*** Begin section ***

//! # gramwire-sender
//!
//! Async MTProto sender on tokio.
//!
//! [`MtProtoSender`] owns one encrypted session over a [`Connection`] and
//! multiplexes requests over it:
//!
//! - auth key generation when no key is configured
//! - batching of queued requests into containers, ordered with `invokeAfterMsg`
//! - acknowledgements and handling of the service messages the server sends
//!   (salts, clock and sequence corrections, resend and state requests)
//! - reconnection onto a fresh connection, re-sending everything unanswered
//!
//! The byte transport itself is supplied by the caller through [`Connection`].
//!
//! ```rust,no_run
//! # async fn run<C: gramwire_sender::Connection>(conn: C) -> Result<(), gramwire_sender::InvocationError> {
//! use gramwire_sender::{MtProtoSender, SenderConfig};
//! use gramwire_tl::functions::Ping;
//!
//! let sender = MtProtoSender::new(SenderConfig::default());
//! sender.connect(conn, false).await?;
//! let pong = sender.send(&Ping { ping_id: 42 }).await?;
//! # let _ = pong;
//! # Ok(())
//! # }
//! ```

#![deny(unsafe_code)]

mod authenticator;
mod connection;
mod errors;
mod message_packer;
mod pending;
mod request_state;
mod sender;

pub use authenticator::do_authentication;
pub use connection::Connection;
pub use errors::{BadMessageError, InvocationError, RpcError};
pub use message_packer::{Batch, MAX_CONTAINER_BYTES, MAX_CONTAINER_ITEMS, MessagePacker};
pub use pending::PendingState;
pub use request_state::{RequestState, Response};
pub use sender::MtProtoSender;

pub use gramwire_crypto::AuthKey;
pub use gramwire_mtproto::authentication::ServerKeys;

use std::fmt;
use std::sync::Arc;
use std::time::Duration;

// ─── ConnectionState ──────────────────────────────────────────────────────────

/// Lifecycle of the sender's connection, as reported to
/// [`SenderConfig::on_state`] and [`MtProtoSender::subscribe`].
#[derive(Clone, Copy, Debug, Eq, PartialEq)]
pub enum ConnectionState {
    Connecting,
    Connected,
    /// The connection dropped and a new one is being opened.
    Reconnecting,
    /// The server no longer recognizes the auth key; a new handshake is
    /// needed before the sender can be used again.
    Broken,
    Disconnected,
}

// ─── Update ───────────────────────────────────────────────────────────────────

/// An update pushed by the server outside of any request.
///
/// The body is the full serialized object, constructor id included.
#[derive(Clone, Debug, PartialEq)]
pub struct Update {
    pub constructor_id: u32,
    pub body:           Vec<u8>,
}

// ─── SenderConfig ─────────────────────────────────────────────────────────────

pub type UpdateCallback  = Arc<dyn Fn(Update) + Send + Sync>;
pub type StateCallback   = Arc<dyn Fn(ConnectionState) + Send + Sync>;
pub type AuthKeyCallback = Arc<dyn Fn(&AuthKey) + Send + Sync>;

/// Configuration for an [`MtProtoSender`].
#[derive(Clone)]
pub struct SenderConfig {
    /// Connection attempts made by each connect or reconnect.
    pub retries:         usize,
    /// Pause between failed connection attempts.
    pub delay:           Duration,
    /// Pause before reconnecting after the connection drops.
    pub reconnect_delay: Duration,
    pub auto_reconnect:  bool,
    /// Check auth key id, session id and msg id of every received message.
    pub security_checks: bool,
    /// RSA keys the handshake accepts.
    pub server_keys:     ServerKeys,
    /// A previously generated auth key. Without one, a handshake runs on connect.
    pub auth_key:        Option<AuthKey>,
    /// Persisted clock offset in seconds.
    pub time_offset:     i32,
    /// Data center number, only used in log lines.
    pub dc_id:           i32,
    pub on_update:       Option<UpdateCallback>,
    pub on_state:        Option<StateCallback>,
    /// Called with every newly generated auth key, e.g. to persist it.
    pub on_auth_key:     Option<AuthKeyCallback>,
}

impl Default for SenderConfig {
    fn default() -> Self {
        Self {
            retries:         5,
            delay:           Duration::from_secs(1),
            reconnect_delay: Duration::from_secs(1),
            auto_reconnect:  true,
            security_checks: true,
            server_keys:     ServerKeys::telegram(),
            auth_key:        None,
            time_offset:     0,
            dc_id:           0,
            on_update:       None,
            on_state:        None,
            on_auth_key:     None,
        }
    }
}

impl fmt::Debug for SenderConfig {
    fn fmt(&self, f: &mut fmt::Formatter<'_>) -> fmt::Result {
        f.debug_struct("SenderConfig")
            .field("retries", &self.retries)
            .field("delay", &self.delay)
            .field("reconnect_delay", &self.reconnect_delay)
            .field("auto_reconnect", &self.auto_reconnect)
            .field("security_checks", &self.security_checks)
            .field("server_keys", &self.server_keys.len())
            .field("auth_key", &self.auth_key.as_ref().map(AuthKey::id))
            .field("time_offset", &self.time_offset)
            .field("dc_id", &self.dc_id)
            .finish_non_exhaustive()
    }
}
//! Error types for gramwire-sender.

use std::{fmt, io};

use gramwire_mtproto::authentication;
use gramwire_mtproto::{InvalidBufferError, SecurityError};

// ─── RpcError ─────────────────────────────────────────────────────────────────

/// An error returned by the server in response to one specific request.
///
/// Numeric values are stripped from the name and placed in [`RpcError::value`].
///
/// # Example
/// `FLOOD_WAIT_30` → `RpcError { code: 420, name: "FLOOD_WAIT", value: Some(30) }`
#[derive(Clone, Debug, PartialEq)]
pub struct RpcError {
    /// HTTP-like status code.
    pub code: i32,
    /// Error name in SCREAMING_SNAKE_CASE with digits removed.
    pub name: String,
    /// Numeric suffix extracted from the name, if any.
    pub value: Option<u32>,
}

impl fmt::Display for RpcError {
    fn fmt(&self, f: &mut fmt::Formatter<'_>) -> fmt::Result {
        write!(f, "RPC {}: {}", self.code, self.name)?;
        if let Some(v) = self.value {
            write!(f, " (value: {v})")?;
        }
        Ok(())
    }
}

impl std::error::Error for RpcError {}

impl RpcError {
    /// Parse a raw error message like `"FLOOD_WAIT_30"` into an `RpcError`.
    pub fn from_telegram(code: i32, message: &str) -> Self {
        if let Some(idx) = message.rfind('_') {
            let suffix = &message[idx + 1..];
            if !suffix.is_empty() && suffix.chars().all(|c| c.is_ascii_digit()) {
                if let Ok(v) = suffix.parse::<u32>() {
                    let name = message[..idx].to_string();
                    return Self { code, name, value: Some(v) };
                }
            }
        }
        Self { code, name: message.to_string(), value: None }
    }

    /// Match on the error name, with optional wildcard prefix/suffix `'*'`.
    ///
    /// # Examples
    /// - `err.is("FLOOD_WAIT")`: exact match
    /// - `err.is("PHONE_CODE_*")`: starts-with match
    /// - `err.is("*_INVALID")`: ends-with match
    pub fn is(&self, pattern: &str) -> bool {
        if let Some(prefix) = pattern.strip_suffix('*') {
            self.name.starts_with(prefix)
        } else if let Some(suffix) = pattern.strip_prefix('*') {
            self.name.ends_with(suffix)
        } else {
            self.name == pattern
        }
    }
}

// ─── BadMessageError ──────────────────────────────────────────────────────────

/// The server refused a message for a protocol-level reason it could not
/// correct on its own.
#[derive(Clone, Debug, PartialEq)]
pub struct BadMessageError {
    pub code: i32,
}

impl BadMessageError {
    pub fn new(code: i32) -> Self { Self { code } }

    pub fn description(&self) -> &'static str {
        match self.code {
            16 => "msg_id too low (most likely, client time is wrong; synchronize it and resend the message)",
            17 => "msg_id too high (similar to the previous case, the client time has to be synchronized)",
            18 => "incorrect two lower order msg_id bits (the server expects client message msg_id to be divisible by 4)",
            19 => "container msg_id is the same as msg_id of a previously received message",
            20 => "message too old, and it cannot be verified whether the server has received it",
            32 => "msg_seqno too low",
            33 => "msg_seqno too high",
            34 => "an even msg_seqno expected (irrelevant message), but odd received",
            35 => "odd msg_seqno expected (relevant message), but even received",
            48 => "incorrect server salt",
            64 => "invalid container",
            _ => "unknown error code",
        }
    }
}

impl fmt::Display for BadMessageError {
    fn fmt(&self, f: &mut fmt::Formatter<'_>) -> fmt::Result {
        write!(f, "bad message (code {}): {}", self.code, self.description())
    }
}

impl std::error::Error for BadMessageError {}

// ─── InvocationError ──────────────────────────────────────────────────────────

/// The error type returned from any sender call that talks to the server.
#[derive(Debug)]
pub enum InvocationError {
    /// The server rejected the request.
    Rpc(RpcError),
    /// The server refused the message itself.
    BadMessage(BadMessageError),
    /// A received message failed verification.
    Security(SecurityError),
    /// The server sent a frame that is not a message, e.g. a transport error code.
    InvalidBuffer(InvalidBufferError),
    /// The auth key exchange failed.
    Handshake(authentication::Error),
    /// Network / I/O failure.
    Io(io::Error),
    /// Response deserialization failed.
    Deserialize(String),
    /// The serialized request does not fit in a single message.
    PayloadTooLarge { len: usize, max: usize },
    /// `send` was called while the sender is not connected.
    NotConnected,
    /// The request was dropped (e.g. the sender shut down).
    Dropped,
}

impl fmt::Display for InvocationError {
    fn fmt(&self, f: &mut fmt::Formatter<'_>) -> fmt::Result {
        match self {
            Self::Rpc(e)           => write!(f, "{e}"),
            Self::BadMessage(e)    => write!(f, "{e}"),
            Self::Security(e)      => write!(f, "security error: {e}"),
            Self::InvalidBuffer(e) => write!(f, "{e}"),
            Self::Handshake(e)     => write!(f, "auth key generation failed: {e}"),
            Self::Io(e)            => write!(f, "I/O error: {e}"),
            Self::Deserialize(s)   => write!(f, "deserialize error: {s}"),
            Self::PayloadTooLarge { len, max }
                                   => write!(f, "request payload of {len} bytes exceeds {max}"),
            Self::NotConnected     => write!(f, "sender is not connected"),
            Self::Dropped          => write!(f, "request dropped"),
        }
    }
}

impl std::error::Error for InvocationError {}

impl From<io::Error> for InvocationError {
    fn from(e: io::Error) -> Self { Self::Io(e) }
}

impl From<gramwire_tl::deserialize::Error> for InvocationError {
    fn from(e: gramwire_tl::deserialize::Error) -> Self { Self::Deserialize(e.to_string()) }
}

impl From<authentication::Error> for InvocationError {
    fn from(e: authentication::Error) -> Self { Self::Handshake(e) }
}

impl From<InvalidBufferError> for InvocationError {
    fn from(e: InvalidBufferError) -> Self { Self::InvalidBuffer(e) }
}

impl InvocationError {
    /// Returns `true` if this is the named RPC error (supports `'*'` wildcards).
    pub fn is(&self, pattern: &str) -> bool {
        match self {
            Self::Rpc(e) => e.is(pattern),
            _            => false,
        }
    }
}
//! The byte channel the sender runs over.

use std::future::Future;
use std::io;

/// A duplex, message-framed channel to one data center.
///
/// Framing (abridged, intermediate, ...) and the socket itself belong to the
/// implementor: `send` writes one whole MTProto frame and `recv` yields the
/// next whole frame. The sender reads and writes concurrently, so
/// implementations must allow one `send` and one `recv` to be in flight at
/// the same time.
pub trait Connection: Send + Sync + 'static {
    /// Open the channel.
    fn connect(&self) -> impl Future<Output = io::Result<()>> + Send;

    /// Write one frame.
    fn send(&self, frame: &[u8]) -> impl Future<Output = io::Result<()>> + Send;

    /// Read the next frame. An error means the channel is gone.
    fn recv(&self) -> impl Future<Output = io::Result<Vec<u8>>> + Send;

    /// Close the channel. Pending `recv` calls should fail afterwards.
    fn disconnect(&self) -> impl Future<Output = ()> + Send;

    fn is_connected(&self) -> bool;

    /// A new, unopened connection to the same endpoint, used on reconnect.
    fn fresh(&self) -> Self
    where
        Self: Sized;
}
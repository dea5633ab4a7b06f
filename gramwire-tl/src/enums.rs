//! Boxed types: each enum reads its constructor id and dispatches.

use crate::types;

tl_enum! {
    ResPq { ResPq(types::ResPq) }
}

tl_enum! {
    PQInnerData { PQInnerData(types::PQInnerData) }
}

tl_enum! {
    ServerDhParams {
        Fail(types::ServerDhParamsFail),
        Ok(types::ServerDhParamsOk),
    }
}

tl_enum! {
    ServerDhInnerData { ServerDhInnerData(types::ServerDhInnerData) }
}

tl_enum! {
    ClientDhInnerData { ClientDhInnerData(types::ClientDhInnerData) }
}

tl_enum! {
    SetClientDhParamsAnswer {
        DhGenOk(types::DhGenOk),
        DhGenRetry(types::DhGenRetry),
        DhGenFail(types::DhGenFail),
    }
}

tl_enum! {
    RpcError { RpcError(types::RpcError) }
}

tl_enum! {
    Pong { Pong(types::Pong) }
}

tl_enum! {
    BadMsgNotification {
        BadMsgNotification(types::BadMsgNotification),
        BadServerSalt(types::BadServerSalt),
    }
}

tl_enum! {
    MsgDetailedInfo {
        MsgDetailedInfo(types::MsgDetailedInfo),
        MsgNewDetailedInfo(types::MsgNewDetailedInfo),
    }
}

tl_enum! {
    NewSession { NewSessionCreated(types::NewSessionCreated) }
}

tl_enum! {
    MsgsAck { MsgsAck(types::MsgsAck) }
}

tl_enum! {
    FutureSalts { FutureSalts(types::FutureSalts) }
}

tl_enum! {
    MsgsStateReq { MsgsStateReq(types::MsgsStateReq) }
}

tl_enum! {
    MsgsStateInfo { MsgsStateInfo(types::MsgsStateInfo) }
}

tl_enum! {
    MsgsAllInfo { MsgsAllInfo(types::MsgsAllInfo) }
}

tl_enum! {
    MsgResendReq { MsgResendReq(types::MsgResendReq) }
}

*** End section ***

What you should do:
Show me every line in the data above that includes "ServerKeys".

Reply:
pub use gramwire_mtproto::authentication::ServerKeys;
    pub server_keys:     ServerKeys,
            server_keys:     ServerKeys::telegram(),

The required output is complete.